In Toledo, Ohio, and Fairfax County, Va., attackers threatened to make the personal information of students and educators public. School districts in Baltimore, Md., and Hartford, Conn., were forced to cancel several days of school due to ransomware. On the first day of classes, the Miami-Dade County Public Schools in Florida, the fourth-largest U.S. district, saw their networks overwhelmed by a ransomware attack. And most recently, Buffalo Public Schools in New York discovered that students’ names, birthdays, addresses and more had been exposed, along with bank account details for vendors.
These experiences are traumatizing, dangerous and extremely costly for school districts. Many have already stretched their resources to get students connected for virtual learning and don’t have the funds or expertise to ensure that their connections and devices are secure and safe. And cybersecurity insurance is getting harder to get and more expensive. School budgets certainly cannot afford to pay millions of dollars in ransom to threatening data thieves, especially knowing they could return again and again.
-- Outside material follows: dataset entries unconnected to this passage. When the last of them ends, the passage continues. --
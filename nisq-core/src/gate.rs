//! Native gate catalog and gate operations
//!
//! The gate set is closed: every name the simulator understands maps to a
//! [`GateKind`] variant with a fixed operator table. Names are parsed exactly,
//! with no alias substitution, so `"CNOT"` is rejected where `"cx"` is expected.

use crate::matrices;
use crate::{QuantumError, QubitId, Result};
use num_complex::Complex64;
use smallvec::SmallVec;
use std::fmt;
use std::str::FromStr;

/// A gate from the fixed single-/two-qubit operator tables
#[derive(Copy, Clone, Debug, Eq, PartialEq, Ord, PartialOrd, Hash)]
#[cfg_attr(feature = "serialization", derive(serde::Serialize, serde::Deserialize))]
#[cfg_attr(feature = "serialization", serde(rename_all = "lowercase"))]
pub enum GateKind {
    X,
    Y,
    Z,
    H,
    S,
    T,
    I,
    /// Computational-basis measurement; acts as identity on the state and
    /// latches the qubit for the rest of the run
    Measure,
    Cx,
    Cz,
    Swap,
}

impl GateKind {
    /// Every gate in the catalog, single-qubit gates first
    pub const ALL: [GateKind; 11] = [
        GateKind::X,
        GateKind::Y,
        GateKind::Z,
        GateKind::H,
        GateKind::S,
        GateKind::T,
        GateKind::I,
        GateKind::Measure,
        GateKind::Cx,
        GateKind::Cz,
        GateKind::Swap,
    ];

    /// Canonical lowercase name
    pub fn name(&self) -> &'static str {
        match self {
            GateKind::X => "x",
            GateKind::Y => "y",
            GateKind::Z => "z",
            GateKind::H => "h",
            GateKind::S => "s",
            GateKind::T => "t",
            GateKind::I => "i",
            GateKind::Measure => "measure",
            GateKind::Cx => "cx",
            GateKind::Cz => "cz",
            GateKind::Swap => "swap",
        }
    }

    /// Number of qubits the gate acts on
    pub fn num_qubits(&self) -> usize {
        match self {
            GateKind::Cx | GateKind::Cz | GateKind::Swap => 2,
            _ => 1,
        }
    }

    /// Side of the operator matrix (2 or 4)
    #[inline]
    pub fn dimension(&self) -> usize {
        1 << self.num_qubits()
    }

    #[inline]
    pub fn is_measurement(&self) -> bool {
        matches!(self, GateKind::Measure)
    }

    /// Ideal operator in row-major order
    pub fn matrix(&self) -> Vec<Complex64> {
        match self {
            GateKind::X => matrices::flatten2(&matrices::PAULI_X),
            GateKind::Y => matrices::flatten2(&matrices::PAULI_Y),
            GateKind::Z => matrices::flatten2(&matrices::PAULI_Z),
            GateKind::H => matrices::flatten2(&matrices::HADAMARD),
            GateKind::S => matrices::flatten2(&matrices::S_GATE),
            GateKind::T => matrices::flatten2(&matrices::T_GATE),
            GateKind::I | GateKind::Measure => matrices::flatten2(&matrices::IDENTITY),
            GateKind::Cx => matrices::flatten4(&matrices::CNOT),
            GateKind::Cz => matrices::flatten4(&matrices::CZ),
            GateKind::Swap => matrices::flatten4(&matrices::SWAP),
        }
    }
}

impl FromStr for GateKind {
    type Err = QuantumError;

    fn from_str(name: &str) -> Result<Self> {
        GateKind::ALL
            .iter()
            .copied()
            .find(|kind| kind.name() == name)
            .ok_or_else(|| QuantumError::UnknownGate(name.to_string()))
    }
}

impl fmt::Display for GateKind {
    fn fmt(&self, f: &mut fmt::Formatter<'_>) -> fmt::Result {
        f.write_str(self.name())
    }
}

/// A gate applied to specific physical qubits
///
/// # Example
/// ```
/// use nisq_core::{GateKind, GateOp};
///
/// let op = GateOp::new(GateKind::Cx, &[0, 3]).unwrap();
/// assert_eq!(op.qubit_indices(), vec![0, 3]);
/// ```
#[derive(Clone, PartialEq)]
pub struct GateOp {
    kind: GateKind,
    qubits: SmallVec<[QubitId; 2]>,
    params: Vec<f64>,
}

impl GateOp {
    /// Create a gate operation
    ///
    /// # Errors
    /// Returns error if:
    /// - Qubit count doesn't match the gate's arity
    /// - Duplicate qubits specified
    pub fn new(kind: GateKind, qubits: &[usize]) -> Result<Self> {
        if qubits.len() != kind.num_qubits() {
            return Err(QuantumError::invalid_qubit_count(
                kind.name(),
                kind.num_qubits(),
                qubits.len(),
            ));
        }

        for i in 0..qubits.len() {
            for j in (i + 1)..qubits.len() {
                if qubits[i] == qubits[j] {
                    return Err(QuantumError::DuplicateQubit(qubits[i]));
                }
            }
        }

        Ok(Self {
            kind,
            qubits: qubits.iter().copied().map(QubitId::new).collect(),
            params: Vec::new(),
        })
    }

    /// Create a gate operation from a gate name
    ///
    /// # Errors
    /// Returns [`QuantumError::UnknownGate`] when the name is not in the catalog
    pub fn parse(name: &str, qubits: &[usize]) -> Result<Self> {
        Self::new(name.parse()?, qubits)
    }

    /// Attach gate parameters; they are carried but do not enter the noise model
    pub fn with_params(mut self, params: Vec<f64>) -> Self {
        self.params = params;
        self
    }

    #[inline]
    pub fn kind(&self) -> GateKind {
        self.kind
    }

    #[inline]
    pub fn name(&self) -> &'static str {
        self.kind.name()
    }

    #[inline]
    pub fn qubits(&self) -> &[QubitId] {
        &self.qubits
    }

    /// Target qubits as raw indices, in operand order
    pub fn qubit_indices(&self) -> Vec<usize> {
        self.qubits.iter().map(|q| q.index()).collect()
    }

    #[inline]
    pub fn params(&self) -> &[f64] {
        &self.params
    }

    /// Whether this operation touches `qubit`
    pub fn acts_on(&self, qubit: usize) -> bool {
        self.qubits.iter().any(|q| q.index() == qubit)
    }
}

impl fmt::Debug for GateOp {
    fn fmt(&self, f: &mut fmt::Formatter<'_>) -> fmt::Result {
        write!(f, "{}(", self.kind.name())?;
        for (i, q) in self.qubits.iter().enumerate() {
            if i > 0 {
                write!(f, ", ")?;
            }
            write!(f, "{}", q.index())?;
        }
        write!(f, ")")
    }
}

impl fmt::Display for GateOp {
    fn fmt(&self, f: &mut fmt::Formatter<'_>) -> fmt::Result {
        write!(f, "Gate: {} - Qubits: [", self.kind.name())?;
        for (i, q) in self.qubits.iter().enumerate() {
            if i > 0 {
                write!(f, ", ")?;
            }
            write!(f, "{}", q.index())?;
        }
        write!(f, "]")
    }
}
While students are leaving their classrooms for summer vacation, technology for learning is here to stay in the next school year — and with that, so are cyber attacks. Targeted cybersecurity funding from the Federal Communications Commission (FCC) is urgently needed and would allow at-risk schools to protect their students, educators and networks. Federal leaders should not only seek to connect schools and students to broadband, but also protect them and their data from predators.
The FCC should modernize its existing E-rate program, the largest funding source for school connectivity, by updating its definition of “basic” firewall protections to reflect what schools’ basic needs really are; increasing budget caps for cybersecurity investments; and changing the meaning of “broadband” to be inclusive of cybersecurity measures. Other federal agencies, such as CISA and the Department of Education, should step up as well to be partners with school systems in addressing cybersecurity, including by providing additional real-time information about emergency threats. All told, the federal government will need to step up in several ways, including strengthening the E-rate program, if we are to be prepared for the year ahead.
Getting students and teachers online to increase learning equity is a noble and important cause, but doing so without proper network and personal protections in place is foolish. The FCC must bring the E-rate program into this day and age, or it risks leaving critical institutions and sensitive student and personnel data vulnerable to ongoing attacks.
Keith Krueger is the CEO of the Consortium for School Networking. Michael Casserly is executive director of the Council of the Great City Schools.